[Prompt]: Give only the number of lines in the data that contain the word "lock".

*****

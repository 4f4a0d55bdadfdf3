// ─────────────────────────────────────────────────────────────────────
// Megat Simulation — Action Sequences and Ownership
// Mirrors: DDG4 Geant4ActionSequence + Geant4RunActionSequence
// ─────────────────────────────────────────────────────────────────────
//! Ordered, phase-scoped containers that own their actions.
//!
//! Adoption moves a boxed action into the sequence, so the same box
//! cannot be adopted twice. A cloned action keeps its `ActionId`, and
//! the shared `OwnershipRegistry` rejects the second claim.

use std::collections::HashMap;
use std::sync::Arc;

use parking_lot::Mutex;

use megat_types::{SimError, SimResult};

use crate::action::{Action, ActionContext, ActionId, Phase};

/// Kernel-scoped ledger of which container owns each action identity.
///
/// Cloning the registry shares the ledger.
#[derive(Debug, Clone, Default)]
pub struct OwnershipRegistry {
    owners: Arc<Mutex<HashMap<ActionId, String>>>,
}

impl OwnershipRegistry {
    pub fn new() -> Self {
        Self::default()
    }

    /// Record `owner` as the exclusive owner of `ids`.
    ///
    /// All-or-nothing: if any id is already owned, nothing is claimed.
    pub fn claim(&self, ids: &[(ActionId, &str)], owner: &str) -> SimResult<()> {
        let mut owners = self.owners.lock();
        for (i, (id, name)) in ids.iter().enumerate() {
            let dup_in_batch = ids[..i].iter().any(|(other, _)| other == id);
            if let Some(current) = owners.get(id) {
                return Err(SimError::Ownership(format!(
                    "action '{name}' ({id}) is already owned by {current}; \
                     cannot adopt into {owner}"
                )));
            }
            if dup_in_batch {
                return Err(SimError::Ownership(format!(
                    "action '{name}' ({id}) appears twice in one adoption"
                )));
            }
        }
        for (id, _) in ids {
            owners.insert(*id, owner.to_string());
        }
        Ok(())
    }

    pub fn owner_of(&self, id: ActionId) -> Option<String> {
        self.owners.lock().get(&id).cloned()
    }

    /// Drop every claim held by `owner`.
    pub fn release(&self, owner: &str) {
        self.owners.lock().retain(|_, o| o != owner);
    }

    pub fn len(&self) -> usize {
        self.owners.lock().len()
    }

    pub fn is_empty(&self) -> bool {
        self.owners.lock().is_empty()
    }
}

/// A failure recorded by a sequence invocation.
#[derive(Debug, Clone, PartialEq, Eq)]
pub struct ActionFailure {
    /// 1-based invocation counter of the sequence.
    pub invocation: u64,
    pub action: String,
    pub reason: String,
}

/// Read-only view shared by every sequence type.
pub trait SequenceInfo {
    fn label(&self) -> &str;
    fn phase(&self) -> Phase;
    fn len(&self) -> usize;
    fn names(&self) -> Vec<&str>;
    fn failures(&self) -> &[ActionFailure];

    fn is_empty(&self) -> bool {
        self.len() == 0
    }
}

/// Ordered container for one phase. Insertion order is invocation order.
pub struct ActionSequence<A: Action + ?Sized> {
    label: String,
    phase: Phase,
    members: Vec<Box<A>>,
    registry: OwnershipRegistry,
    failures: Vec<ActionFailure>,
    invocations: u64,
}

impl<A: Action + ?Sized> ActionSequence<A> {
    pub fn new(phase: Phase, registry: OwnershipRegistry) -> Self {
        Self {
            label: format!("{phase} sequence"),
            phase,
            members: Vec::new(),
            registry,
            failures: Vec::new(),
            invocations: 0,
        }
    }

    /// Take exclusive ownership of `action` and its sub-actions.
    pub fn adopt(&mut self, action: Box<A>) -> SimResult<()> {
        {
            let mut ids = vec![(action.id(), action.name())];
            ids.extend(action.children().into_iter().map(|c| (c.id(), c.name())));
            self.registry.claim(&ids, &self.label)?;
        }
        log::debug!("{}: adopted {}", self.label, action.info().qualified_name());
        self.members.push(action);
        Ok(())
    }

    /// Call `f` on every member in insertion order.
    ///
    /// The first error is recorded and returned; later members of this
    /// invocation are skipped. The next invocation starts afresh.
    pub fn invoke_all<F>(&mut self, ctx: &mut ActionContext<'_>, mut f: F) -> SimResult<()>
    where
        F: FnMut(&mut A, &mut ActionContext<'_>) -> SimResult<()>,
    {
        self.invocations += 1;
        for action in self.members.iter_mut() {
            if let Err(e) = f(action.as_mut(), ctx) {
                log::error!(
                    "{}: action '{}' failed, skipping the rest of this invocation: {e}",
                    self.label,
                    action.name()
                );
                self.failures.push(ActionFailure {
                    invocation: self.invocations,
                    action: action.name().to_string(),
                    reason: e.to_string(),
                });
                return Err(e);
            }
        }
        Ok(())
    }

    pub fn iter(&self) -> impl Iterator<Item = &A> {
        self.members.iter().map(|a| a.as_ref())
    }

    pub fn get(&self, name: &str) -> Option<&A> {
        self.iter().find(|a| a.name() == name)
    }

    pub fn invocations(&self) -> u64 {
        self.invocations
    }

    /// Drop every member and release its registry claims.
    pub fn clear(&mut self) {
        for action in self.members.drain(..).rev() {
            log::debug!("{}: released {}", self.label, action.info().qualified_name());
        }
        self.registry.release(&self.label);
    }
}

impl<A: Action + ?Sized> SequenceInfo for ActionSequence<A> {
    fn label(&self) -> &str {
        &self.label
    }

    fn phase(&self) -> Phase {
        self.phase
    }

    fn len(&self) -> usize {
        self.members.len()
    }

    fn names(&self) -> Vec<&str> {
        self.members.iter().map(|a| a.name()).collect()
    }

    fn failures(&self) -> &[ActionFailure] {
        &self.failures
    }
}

*****

[Solution for this problem]: 5